** Opening Data to process block **

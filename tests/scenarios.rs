//! End-to-end pipeline scenarios over hand-built packets

use std::io::Write;
use std::net::SocketAddr;
use std::sync::Arc;

use flate2::write::GzEncoder;
use flate2::Compression;

use wirelog::core::event::HttpResponseEvent;
use wirelog::core::{Event, EventKind, Packet, TcpFlags};
use wirelog::protocols::mail::MailProtocol;
use wirelog::{Config, Pipeline, StaticCountries};

const CLIENT: &str = "192.168.1.50";
const SERVER: &str = "93.184.216.34";

fn flags(syn: bool, ack: bool, fin: bool, rst: bool) -> TcpFlags {
    TcpFlags { syn, ack, fin, rst, psh: false }
}

fn pipeline() -> Pipeline {
    let geo = StaticCountries::new()
        .with(CLIENT.parse().unwrap(), "Germany")
        .with(SERVER.parse().unwrap(), "United States");
    Pipeline::new(&Config::default(), Arc::new(geo))
}

fn run(pipeline: &mut Pipeline, packets: &[Packet]) -> Vec<Event> {
    let mut events = Vec::new();
    for packet in packets {
        pipeline.process(packet, &mut events);
    }
    events
}

fn kinds(events: &[Event]) -> Vec<EventKind> {
    events.iter().map(Event::kind).collect()
}

/// Builds the segments of one TCP connection with consistent sequence numbers
struct Conversation {
    client: SocketAddr,
    server: SocketAddr,
    client_seq: u32,
    server_seq: u32,
    packets: Vec<Packet>,
}

impl Conversation {
    fn new(client_port: u16, server_port: u16) -> Self {
        Self {
            client: format!("{}:{}", CLIENT, client_port).parse().unwrap(),
            server: format!("{}:{}", SERVER, server_port).parse().unwrap(),
            client_seq: 1_000,
            server_seq: 4_000_000_000,
            packets: Vec::new(),
        }
    }

    fn starting_at(mut self, client_isn: u32) -> Self {
        self.client_seq = client_isn;
        self
    }

    fn open(mut self) -> Self {
        self.packets.push(Packet::tcp(self.client, self.server, self.client_seq, flags(true, false, false, false), Vec::new()));
        self.packets.push(Packet::tcp(self.server, self.client, self.server_seq, flags(true, true, false, false), Vec::new()));
        self.client_seq += 1;
        self.server_seq = self.server_seq.wrapping_add(1);
        self
    }

    fn client_sends(mut self, data: &[u8]) -> Self {
        self.packets.push(Packet::tcp(self.client, self.server, self.client_seq, flags(false, true, false, false), data.to_vec()));
        self.client_seq += data.len() as u32;
        self
    }

    fn server_sends(mut self, data: &[u8]) -> Self {
        self.packets.push(Packet::tcp(self.server, self.client, self.server_seq, flags(false, true, false, false), data.to_vec()));
        self.server_seq = self.server_seq.wrapping_add(data.len() as u32);
        self
    }

    fn into_packets(self) -> Vec<Packet> {
        self.packets
    }

    fn close(mut self) -> Vec<Packet> {
        self.packets.push(Packet::tcp(self.client, self.server, self.client_seq, flags(false, true, true, false), Vec::new()));
        self.packets.push(Packet::tcp(self.server, self.client, self.server_seq, flags(false, true, true, false), Vec::new()));
        self.packets
    }
}

fn dns_name(name: &str) -> Vec<u8> {
    let mut out = Vec::new();
    for label in name.split('.') {
        out.push(label.len() as u8);
        out.extend_from_slice(label.as_bytes());
    }
    out.push(0);
    out
}

fn dns_query(id: u16, name: &str) -> Vec<u8> {
    let mut msg = id.to_be_bytes().to_vec();
    msg.extend_from_slice(&[0x01, 0x00, 0x00, 0x01, 0x00, 0x00, 0x00, 0x00, 0x00, 0x00]);
    msg.extend(dns_name(name));
    msg.extend_from_slice(&[0x00, 0x01, 0x00, 0x01]);
    msg
}

fn dns_a_response(id: u16, name: &str, addr: [u8; 4]) -> Vec<u8> {
    let mut msg = id.to_be_bytes().to_vec();
    msg.extend_from_slice(&[0x81, 0x80, 0x00, 0x01, 0x00, 0x01, 0x00, 0x00, 0x00, 0x00]);
    msg.extend(dns_name(name));
    msg.extend_from_slice(&[0x00, 0x01, 0x00, 0x01]);
    // Answer name points back at the question
    msg.extend_from_slice(&[0xc0, 0x0c, 0x00, 0x01, 0x00, 0x01, 0x00, 0x00, 0x0e, 0x10, 0x00, 0x04]);
    msg.extend_from_slice(&addr);
    msg
}

fn dns_packets(id: u16) -> (Packet, Packet) {
    let client: SocketAddr = format!("{}:53124", CLIENT).parse().unwrap();
    let resolver: SocketAddr = "8.8.8.8:53".parse().unwrap();
    (
        Packet::udp(client, resolver, dns_query(id, "example.com")),
        Packet::udp(resolver, client, dns_a_response(id, "example.com", [93, 184, 216, 34])),
    )
}

fn gzip(data: &[u8]) -> Vec<u8> {
    let mut enc = GzEncoder::new(Vec::new(), Compression::default());
    enc.write_all(data).unwrap();
    enc.finish().unwrap()
}

fn responses(events: &[Event]) -> Vec<&HttpResponseEvent> {
    events
        .iter()
        .filter_map(|e| match e {
            Event::HttpResponse(r) => Some(r),
            _ => None,
        })
        .collect()
}

#[test]
fn dns_request_and_response_are_correlated() {
    let mut p = pipeline();
    let (query, answer) = dns_packets(0xabcd);
    let events = run(&mut p, &[query, answer]);

    let (request, response) = match events.as_slice() {
        [Event::DnsRequest(q), Event::DnsResponse(r)] => (q, r),
        other => panic!("unexpected events {:?}", other),
    };
    assert_eq!(request.domain, "example.com");
    assert_eq!(request.country.as_deref(), Some("Germany"));
    assert_eq!(response.id, Some(request.id));
    assert_eq!(response.domains.len(), 1);
    assert_eq!(response.domains["example.com"], vec!["93.184.216.34".to_string()]);
    assert_eq!(response.country.as_deref(), Some("Unrecognized"));
}

#[test]
fn dns_response_without_pending_request_has_no_id() {
    let mut p = pipeline();
    let (_, answer) = dns_packets(0x0101);
    let (_, repeat) = dns_packets(0x0101);
    let events = run(&mut p, &[answer]);
    match events.as_slice() {
        [Event::DnsResponse(r)] => assert_eq!(r.id, None),
        other => panic!("unexpected events {:?}", other),
    }

    let (query, _) = dns_packets(0x0101);
    let events = run(&mut p, &[query, repeat.clone(), repeat]);
    match events.as_slice() {
        [Event::DnsRequest(q), Event::DnsResponse(first), Event::DnsResponse(second)] => {
            assert_eq!(first.id, Some(q.id));
            assert_eq!(second.id, None);
        }
        other => panic!("unexpected events {:?}", other),
    }
}

#[test]
fn https_session_reports_metadata_only() {
    let mut p = pipeline();
    let packets = Conversation::new(50100, 443)
        .open()
        .client_sends(b"\x16\x03\x01\x02\x00\x01\x00\x01\xfc\x03\x03 GET /secret HTTP/1.1")
        .server_sends(b"\x16\x03\x03\x00\x5a\x02\x00\x00\x56 HTTP/1.1 200 OK")
        .close();
    let events = run(&mut p, &packets);

    assert!(events.iter().all(|e| !matches!(
        e.kind(),
        EventKind::HttpRequest | EventKind::HttpResponse | EventKind::Mail
    )));
    let observed: Vec<_> = events
        .iter()
        .filter_map(|e| match e {
            Event::HttpsObserved(h) => Some(h),
            _ => None,
        })
        .collect();
    assert_eq!(observed.len(), 3);
    for h in observed {
        assert_eq!(h.dst.port(), 443);
        assert_eq!(h.country.as_deref(), Some("Germany"));
    }
    assert_eq!(events.first().map(Event::kind), Some(EventKind::HttpsObserved));
    assert_eq!(events.last().map(Event::kind), Some(EventKind::Disconnect));
}

#[test]
fn encrypted_pop_session_has_no_transcript() {
    let mut p = pipeline();
    let secret = b"USER alice\r\nPASS hunter2\r\n";
    let packets = Conversation::new(50200, 995)
        .open()
        .server_sends(b"\x16\x03\x03 server hello")
        .client_sends(secret)
        .close();
    let events = run(&mut p, &packets);

    assert_eq!(kinds(&events), vec![EventKind::Connect, EventKind::Mail, EventKind::Disconnect]);
    match &events[1] {
        Event::Mail(m) => {
            assert_eq!(m.protocol, MailProtocol::Pop);
            assert!(m.is_encrypted);
            assert_eq!(m.data, None);
            assert!(!m.login_observed);
            assert_eq!(m.country, "United States");
        }
        other => panic!("expected mail, got {:?}", other),
    }
    let json = serde_json::to_string(&events[1]).unwrap();
    assert!(!json.contains("hunter2"));
    assert!(json.contains("\"POP\""));
}

#[test]
fn plaintext_imap_session_is_transcribed() {
    let mut p = pipeline();
    let packets = Conversation::new(50300, 143)
        .open()
        .server_sends(b"* OK IMAP4rev1 ready\r\n")
        .client_sends(b"a1 LOGIN alice secret\r\n")
        .client_sends(b"a2 LOGOUT\r\n")
        .close();
    let events = run(&mut p, &packets);

    let mail = events.iter().find_map(|e| match e {
        Event::Mail(m) => Some(m),
        _ => None,
    });
    let mail = mail.expect("mail event");
    assert_eq!(mail.protocol, MailProtocol::Imap);
    assert_eq!(mail.data.as_deref(), Some("a1 LOGIN alice secret\r\na2 LOGOUT\r\n"));
    assert!(mail.login_observed);
    assert!(p.mail().is_empty());
}

#[test]
fn broken_gzip_response_falls_back_to_raw_text() {
    let mut p = pipeline();
    let raw = b"\x1f\x00 compressed, allegedly".to_vec();
    let mut response = format!(
        "HTTP/1.1 200 OK\r\nContent-Encoding: gzip\r\nContent-Length: {}\r\n\r\n",
        raw.len()
    )
    .into_bytes();
    response.extend_from_slice(&raw);

    let packets = Conversation::new(50400, 80)
        .open()
        .client_sends(b"GET /data HTTP/1.1\r\nHost: example.com\r\n\r\n")
        .server_sends(&response)
        .close();
    let events = run(&mut p, &packets);

    let resp = responses(&events);
    assert_eq!(resp.len(), 1);
    assert_eq!(resp[0].body.buffer.as_deref(), Some(raw.as_slice()));
    assert_eq!(resp[0].body.parse_body, Some(String::from_utf8_lossy(&raw).into_owned()));
    assert_eq!(resp[0].body.json, None);
}

#[test]
fn gzip_json_response_is_decoded() {
    let mut p = pipeline();
    let body = gzip(br#"{"user":"alice","roles":["admin"]}"#);
    let mut response = format!(
        "HTTP/1.1 200 OK\r\nContent-Type: application/json\r\nContent-Encoding: gzip\r\nContent-Length: {}\r\n\r\n",
        body.len()
    )
    .into_bytes();
    response.extend_from_slice(&body);

    let packets = Conversation::new(50500, 8080)
        .open()
        .client_sends(b"GET /me HTTP/1.1\r\nHost: api.example.com\r\nCookie: sid=42; theme=dark\r\n\r\n")
        .server_sends(&response)
        .close();
    let events = run(&mut p, &packets);

    assert_eq!(kinds(&events), vec![
        EventKind::Connect,
        EventKind::HttpRequest,
        EventKind::HttpResponse,
        EventKind::Disconnect,
    ]);
    let request = match &events[1] {
        Event::HttpRequest(r) => r,
        other => panic!("expected request, got {:?}", other),
    };
    assert_eq!(request.method, "GET");
    assert_eq!(request.url, "/me");
    assert_eq!(request.host.as_deref(), Some("api.example.com"));
    assert_eq!(request.country, "United States");
    assert!(request.body.buffer.is_none());

    let resp = responses(&events);
    assert_eq!(resp[0].id, request.id);
    assert_eq!(resp[0].status, 200);
    assert_eq!(resp[0].body.parse_body.as_deref(), Some(r#"{"user":"alice","roles":["admin"]}"#));
    assert_eq!(resp[0].body.json, Some(serde_json::json!({"user": "alice", "roles": ["admin"]})));
}

#[test]
fn pipelined_requests_pair_in_order() {
    let mut p = pipeline();
    let packets = Conversation::new(50600, 80)
        .open()
        .client_sends(b"GET /a HTTP/1.1\r\nHost: h\r\n\r\nGET /b HTTP/1.1\r\nHost: h\r\n\r\n")
        .server_sends(b"HTTP/1.1 200 OK\r\nContent-Length: 1\r\n\r\nA")
        .server_sends(b"HTTP/1.1 404 Not Found\r\nContent-Length: 1\r\n\r\nB")
        .close();
    let events = run(&mut p, &packets);

    let requests: Vec<_> = events
        .iter()
        .filter_map(|e| match e {
            Event::HttpRequest(r) => Some(r),
            _ => None,
        })
        .collect();
    let resp = responses(&events);
    assert_eq!(requests.len(), 2);
    assert_eq!(resp.len(), 2);
    assert_eq!(requests[0].url, "/a");
    assert_eq!(resp[0].id, requests[0].id);
    assert_eq!(resp[0].body.parse_body.as_deref(), Some("A"));
    assert_eq!(resp[1].id, requests[1].id);
    assert_eq!(resp[1].status, 404);
    assert_ne!(requests[0].id, requests[1].id);
}

#[test]
fn http_violation_is_reported_and_session_survives() {
    let mut p = pipeline();
    let packets = Conversation::new(50700, 80)
        .open()
        .client_sends(b"GET / HTTP/1.1\r\nHost: h\r\n\r\n")
        .server_sends(b"HTTP/1.1 200 OK\r\nTransfer-Encoding: chunked\r\n\r\nzz\r\n")
        .client_sends(b"GET /again HTTP/1.1\r\nHost: h\r\n\r\n")
        .close();
    let events = run(&mut p, &packets);

    let error = events.iter().find_map(|e| match e {
        Event::ProtocolError(err) => Some(err),
        _ => None,
    });
    assert_eq!(error.expect("protocol error").protocol, "http");
    assert_eq!(
        events.iter().filter(|e| e.kind() == EventKind::HttpRequest).count(),
        2
    );
    assert_eq!(events.last().map(Event::kind), Some(EventKind::Disconnect));
}

#[test]
fn reset_ends_session_once() {
    let mut p = pipeline();
    let conv = Conversation::new(50800, 80).open();
    let client = conv.client;
    let server = conv.server;
    let mut packets = conv.close();
    packets.insert(2, Packet::tcp(server, client, 0, flags(false, false, false, true), Vec::new()));
    let events = run(&mut p, &packets);

    assert_eq!(kinds(&events), vec![EventKind::Connect, EventKind::Disconnect]);
    assert!(p.sessions().is_empty());
}

#[test]
fn reused_port_without_teardown_starts_a_new_session() {
    let mut p = pipeline();
    let mut packets = Conversation::new(50900, 80)
        .open()
        .client_sends(b"GET /a HTTP/1.1\r\nHost: example.com\r\n\r\n")
        .into_packets();
    packets.extend(
        Conversation::new(50900, 80)
            .starting_at(100)
            .open()
            .client_sends(b"GET /b HTTP/1.1\r\nHost: example.com\r\n\r\n")
            .close(),
    );
    let events = run(&mut p, &packets);

    assert_eq!(kinds(&events), vec![
        EventKind::Connect,
        EventKind::HttpRequest,
        EventKind::Disconnect,
        EventKind::Connect,
        EventKind::HttpRequest,
        EventKind::Disconnect,
    ]);
    let urls: Vec<&str> = events.iter().filter_map(|e| match e {
        Event::HttpRequest(req) => Some(req.url.as_str()),
        _ => None,
    }).collect();
    assert_eq!(urls, vec!["/a", "/b"]);
}

#[test]
fn retransmitted_smtp_segment_appears_once() {
    let mut p = pipeline();
    let mut packets = Conversation::new(51000, 25)
        .open()
        .client_sends(b"HELO host\r\n")
        .client_sends(b"QUIT\r\n")
        .close();
    // Duplicate the HELO segment after QUIT
    let resent = packets[2].clone();
    packets.insert(4, resent);
    let events = run(&mut p, &packets);

    let mail = events.iter().find_map(|e| match e {
        Event::Mail(m) => Some(m),
        _ => None,
    });
    assert_eq!(mail.expect("mail event").data.as_deref(), Some("HELO host\r\nQUIT\r\n"));
}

** Closing Data to process block **

• What is being asked
Look at the material above and copy, word for word, its lines from the first through the one containing "use wirelog::core::event::HttpResponseEvent;".

• Expected output
filename tests/scenarios.rs
//! End-to-end pipeline scenarios over hand-built packets

use std::io::Write;
use std::net::SocketAddr;
use std::sync::Arc;

use flate2::write::GzEncoder;
use flate2::Compression;

use wirelog::core::event::HttpResponseEvent;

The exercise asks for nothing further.